Flying to the US: me and what else?

Back in the United States after an eight hour plane ride against 150 km/hr headwinds from Milan's teeming Malpensa airport to a US Eastcoast International airport. In the ten or eleven hours I spent in travel, I came into physical proximity and contact with hundreds of people, including pass port control who took my passport and handed it back to me and then did the same thing for thousands of others from all over the world. I then got on a sealed flying tube, with a few hundred other people from disparate locations, breathed recirculated (but HEPA filtered) air, and was serenaded by the occasional coughs of fellow passengers. I repeated the airport process at in the states, then hopped into a taxicab that will in turn be used by hundreds of other city residents and visitors over the next few days. Viruses now travel at 700 km/hour, even against headwinds.

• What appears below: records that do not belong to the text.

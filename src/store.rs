use anyhow::{Context as _, Result};
use chrono::{DateTime, Utc};
use serde::de::DeserializeOwned;
use serde::{Deserialize, Serialize};
use std::collections::BTreeMap;
use std::path::{Path, PathBuf};
use tokio::fs;
use tokio::sync::RwLock;

/// A personal text room owned by a user
#[derive(Debug, Clone, PartialEq, Serialize, Deserialize)]
#[serde(rename_all = "camelCase")]
pub struct RoomRecord {
    pub channel_id: u64,
    pub name: String,
}

/// The latest check-in of a user
#[derive(Debug, Clone, PartialEq, Serialize, Deserialize)]
#[serde(rename_all = "camelCase")]
pub struct CheckinRecord {
    pub user_tag: String,
    pub at: DateTime<Utc>,
    pub notes: String,
}

/// A user-keyed map mirrored to a pretty-printed JSON file.
pub struct JsonStore<T> {
    path: PathBuf,
    entries: RwLock<BTreeMap<u64, T>>,
}

impl<T> JsonStore<T>
where
    T: Serialize + DeserializeOwned + Clone,
{
    pub async fn open(path: impl Into<PathBuf>) -> Result<Self> {
        let path = path.into();
        let entries = if path.exists() {
            let content = fs::read_to_string(&path)
                .await
                .with_context(|| format!("failed to read {}", path.display()))?;
            serde_json::from_str(&content)
                .with_context(|| format!("failed to parse {}", path.display()))?
        } else {
            if let Some(parent) = path.parent().filter(|p| !p.as_os_str().is_empty()) {
                fs::create_dir_all(parent)
                    .await
                    .with_context(|| format!("failed to create {}", parent.display()))?;
            }
            BTreeMap::new()
        };

        write_atomically(&path, &entries).await?;
        Ok(Self {
            path,
            entries: RwLock::new(entries),
        })
    }

    #[cfg(test)]
    pub fn path(&self) -> &Path {
        &self.path
    }

    pub async fn get(&self, user_id: u64) -> Option<T> {
        self.entries.read().await.get(&user_id).cloned()
    }

    // Every mutation keeps the write guard until its snapshot is on disk,
    // so file writes land in the same order as the changes.
    pub async fn insert(&self, user_id: u64, value: T) -> Result<()> {
        let mut entries = self.entries.write().await;
        entries.insert(user_id, value);
        write_atomically(&self.path, &*entries).await
    }

    pub async fn remove(&self, user_id: u64) -> Result<Option<T>> {
        let mut entries = self.entries.write().await;
        let removed = entries.remove(&user_id);
        if removed.is_some() {
            write_atomically(&self.path, &*entries).await?;
        }
        Ok(removed)
    }

    /// Drops every entry matching `pred` and returns how many went away.
    pub async fn remove_where<P>(&self, mut pred: P) -> Result<usize>
    where
        P: FnMut(&T) -> bool,
    {
        let mut entries = self.entries.write().await;
        let before = entries.len();
        entries.retain(|_, value| !pred(value));
        let removed = before - entries.len();
        if removed > 0 {
            write_atomically(&self.path, &*entries).await?;
        }
        Ok(removed)
    }

    #[cfg(test)]
    pub async fn snapshot(&self) -> BTreeMap<u64, T> {
        self.entries.read().await.clone()
    }
}

/// Writes next to `path` and renames over it, so a crash never leaves half a file.
async fn write_atomically<T: Serialize>(path: &Path, entries: &BTreeMap<u64, T>) -> Result<()> {
    let content = serde_json::to_string_pretty(entries)?;
    let mut tmp = path.as_os_str().to_owned();
    tmp.push(".tmp");
    let tmp = PathBuf::from(tmp);

    fs::write(&tmp, content)
        .await
        .with_context(|| format!("failed to write {}", tmp.display()))?;
    fs::rename(&tmp, path)
        .await
        .with_context(|| format!("failed to replace {}", path.display()))?;
    Ok(())
}

/// Both stores the bot keeps on disk.
pub struct Stores {
    pub rooms: JsonStore<RoomRecord>,
    pub checkins: JsonStore<CheckinRecord>,
}

impl Stores {
    pub async fn open(data_dir: &Path) -> Result<Self> {
        Ok(Self {
            rooms: JsonStore::open(data_dir.join("rooms.json")).await?,
            checkins: JsonStore::open(data_dir.join("checkins.json")).await?,
        })
    }
}
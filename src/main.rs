pub mod commands;
pub mod config;
pub mod store;
pub mod voice_rooms;

use anyhow::Result;
use config::Settings;

#[tokio::main]
async fn main() -> Result<()> {
    // Settings first so a RUST_LOG from .env is visible to the logger
    let settings = Settings::from_env()?;
    env_logger::Builder::from_env(env_logger::Env::default().default_filter_or("info")).init();

    log::info!("Data directory: {}", settings.data_dir.display());
    commands::start(settings).await
}
use std::fs;
use std::path::Path;

use anyhow::{Context, Result};
use include_dir::{Dir, DirEntry};
use walkdir::WalkDir;

/// Copy `src` to `dest`, recreating the directory structure and byte-copying files.
pub fn copy_dir_recursive(src: &Path, dest: &Path) -> Result<()> {
    for entry in WalkDir::new(src).follow_links(true) {
        let entry = entry.with_context(|| format!("walking template {}", src.display()))?;
        let relative = entry
            .path()
            .strip_prefix(src)
            .with_context(|| {
                format!(
                    "resolving {} inside {}",
                    entry.path().display(),
                    src.display()
                )
            })?;
        let target = dest.join(relative);

        if entry.file_type().is_dir() {
            fs::create_dir_all(&target)
                .with_context(|| format!("creating directory {}", target.display()))?;
        } else {
            fs::copy(entry.path(), &target).with_context(|| {
                format!(
                    "copying {} to {}",
                    entry.path().display(),
                    target.display()
                )
            })?;
        }
    }
    Ok(())
}

/// Write the contents of an embedded directory below `dest`.
///
/// Entry paths inside `include_dir` are relative to the embedding root, so they are
/// re-based on `dir` before being joined onto `dest`.
pub fn extract_embedded(dir: &Dir<'_>, dest: &Path) -> Result<()> {
    fs::create_dir_all(dest).with_context(|| format!("creating directory {}", dest.display()))?;
    extract_entries(dir.path(), dir, dest)
}

fn extract_entries(base: &Path, dir: &Dir<'_>, dest: &Path) -> Result<()> {
    for entry in dir.entries() {
        let relative = entry
            .path()
            .strip_prefix(base)
            .with_context(|| format!("resolving embedded entry {}", entry.path().display()))?;
        let target = dest.join(relative);

        match entry {
            DirEntry::Dir(child) => {
                fs::create_dir_all(&target)
                    .with_context(|| format!("creating directory {}", target.display()))?;
                extract_entries(base, child, dest)?;
            }
            DirEntry::File(file) => {
                fs::write(&target, file.contents())
                    .with_context(|| format!("writing {}", target.display()))?;
            }
        }
    }
    Ok(())
}

pub fn write_file(path: &Path, contents: &str) -> Result<()> {
    fs::write(path, contents.as_bytes()).with_context(|| format!("writing {}", path.display()))
}

pub fn read_file(path: &Path) -> Result<String> {
    fs::read_to_string(path).with_context(|| format!("reading {}", path.display()))
}

/// Insert `insertion` right before the first occurrence of `anchor`.
///
/// Returns `None` when the anchor is absent.
pub fn insert_before(source: &str, anchor: &str, insertion: &str) -> Option<String> {
    let at = source.find(anchor)?;
    let mut patched = String::with_capacity(source.len() + insertion.len());
    patched.push_str(&source[..at]);
    patched.push_str(insertion);
    patched.push_str(&source[at..]);
    Some(patched)
}
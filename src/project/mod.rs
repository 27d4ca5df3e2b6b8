pub mod finish;
pub mod framework;
pub mod manifest;
pub mod options;
pub mod package_manager;
pub mod templates;

use std::ffi::OsString;
use std::path::{Path, PathBuf};

use anyhow::Result;

use crate::error::ScaffoldError;
use crate::project::framework::Framework;
use crate::project::manifest::Manifest;
use crate::project::options::ProjectOptions;
use crate::project::templates::TemplateSource;
use crate::tools::{eslint, git, playwright, prettier, tailwind, vitest};

/// Everything a scaffold run needs from its environment.
#[derive(Debug, Clone)]
pub struct ScaffoldContext {
    /// Directory the new project is created in.
    pub working_dir: PathBuf,
    pub templates: TemplateSource,
    /// Program invoked as `<git> init`.
    pub git_program: OsString,
}

/// A freshly copied project being patched.
#[derive(Debug, Clone, Copy)]
pub struct Project<'a> {
    pub dir: &'a Path,
    pub framework: Framework,
}

impl<'a> Project<'a> {
    pub fn new(dir: &'a Path, framework: Framework) -> Self {
        Self { dir, framework }
    }

    pub fn path(&self, relative: impl AsRef<Path>) -> PathBuf {
        self.dir.join(relative)
    }
}

#[derive(Debug, Clone, PartialEq, Eq)]
pub struct Scaffolded {
    pub project_dir: PathBuf,
    pub git_initialized: bool,
}

/// Copy the framework template and apply every selected tool patch.
///
/// Fails before touching the filesystem when the destination already exists. Later
/// failures leave the partially written project in place.
pub fn scaffold(ctx: &ScaffoldContext, options: &ProjectOptions) -> Result<Scaffolded> {
    let project_dir = ctx.working_dir.join(&options.name);
    if project_dir.exists() {
        return Err(ScaffoldError::DestinationExists {
            name: options.name.clone(),
            path: project_dir,
        }
        .into());
    }

    println!("\nScaffolding project in {}...", project_dir.display());
    trace!("template source: {}", ctx.templates.describe());
    ctx.templates.materialize(options.framework, &project_dir)?;
    success!("Copied template files.");

    let project = Project::new(&project_dir, options.framework);
    let mut manifest = Manifest::load(&project_dir)?;
    manifest.set_name(&options.name);

    let tools = &options.tools;
    if tools.tailwind {
        tailwind::apply(&project, &mut manifest)?;
    }
    if tools.eslint {
        eslint::apply(&project, &mut manifest, tools.eslint_google)?;
    } else if tools.eslint_google {
        trace!("Google ESLint preset requested without ESLint, ignoring");
    }
    if tools.vitest {
        vitest::apply(&project, &mut manifest)?;
    }
    if tools.playwright {
        playwright::apply(&project, &mut manifest)?;
    }
    if tools.prettier {
        prettier::apply(&project, &mut manifest)?;
    }

    step!("Updating package.json...");
    manifest.save()?;

    let git_initialized = if tools.git {
        git::apply(&project, &ctx.git_program)?
    } else {
        false
    };

    Ok(Scaffolded {
        project_dir,
        git_initialized,
    })
}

Our highly interconnected network is the skeleton on which contagious disease now travels. Short of a total shutdown in international travel, there seems little we can do about this. Since people are infective with influenza 12 to 24 hours before symptom onset, the measures used in the SARS outbreak of 2003 are of no avail. SARS is a disease most infective in the latter stages of the disease, when the patient is seriously ill. Hence most of the transmission was to health care workers. Even in the epidemiologically most favorable case of SARS, researchers from the UK's Health Protection Agency publishing in the British Medical Journal, conclude that identifying infected airline travelers is essentially fruitless.
This agency is charged with "investigating options for controlling infectious disease and protecting public health using mathematical simulations," lead investigator Dr. Richard J. Pitman told Reuters Health. "We looked to see if passengers developing a fever during flight would be effective way of preventing importation of SARS or influenza into a country."

Based on the incubation periods for influenza and SARS, the researchers estimated the proportion of individuals with latent disease who would develop symptoms during an international airline flight to the UK. They report their results in BMJ Online First.

"Our findings suggest that approximately 90 percent of cases would not develop symptoms en route and so would get straight through," Pitman said. "The 10 percent that would be picked up would be rapidly replaced by those that got through, so at best there would be only a small delay in onward transmission of the epidemic."

Even for passengers from the Far East or Australia, whose flight durations are the longest, the sensitivity would still be too low to be of benefit, the investigators report. (Reuters Health)
Politicians and health officials will undoubtedly try to restrict travel as a means to safeguard their populatin and appear to be doing something the public feels is "common sense." There is probably jno way to stop them. Just as there is no way to stop this virus once it attains the ability to move efficiently from person to person.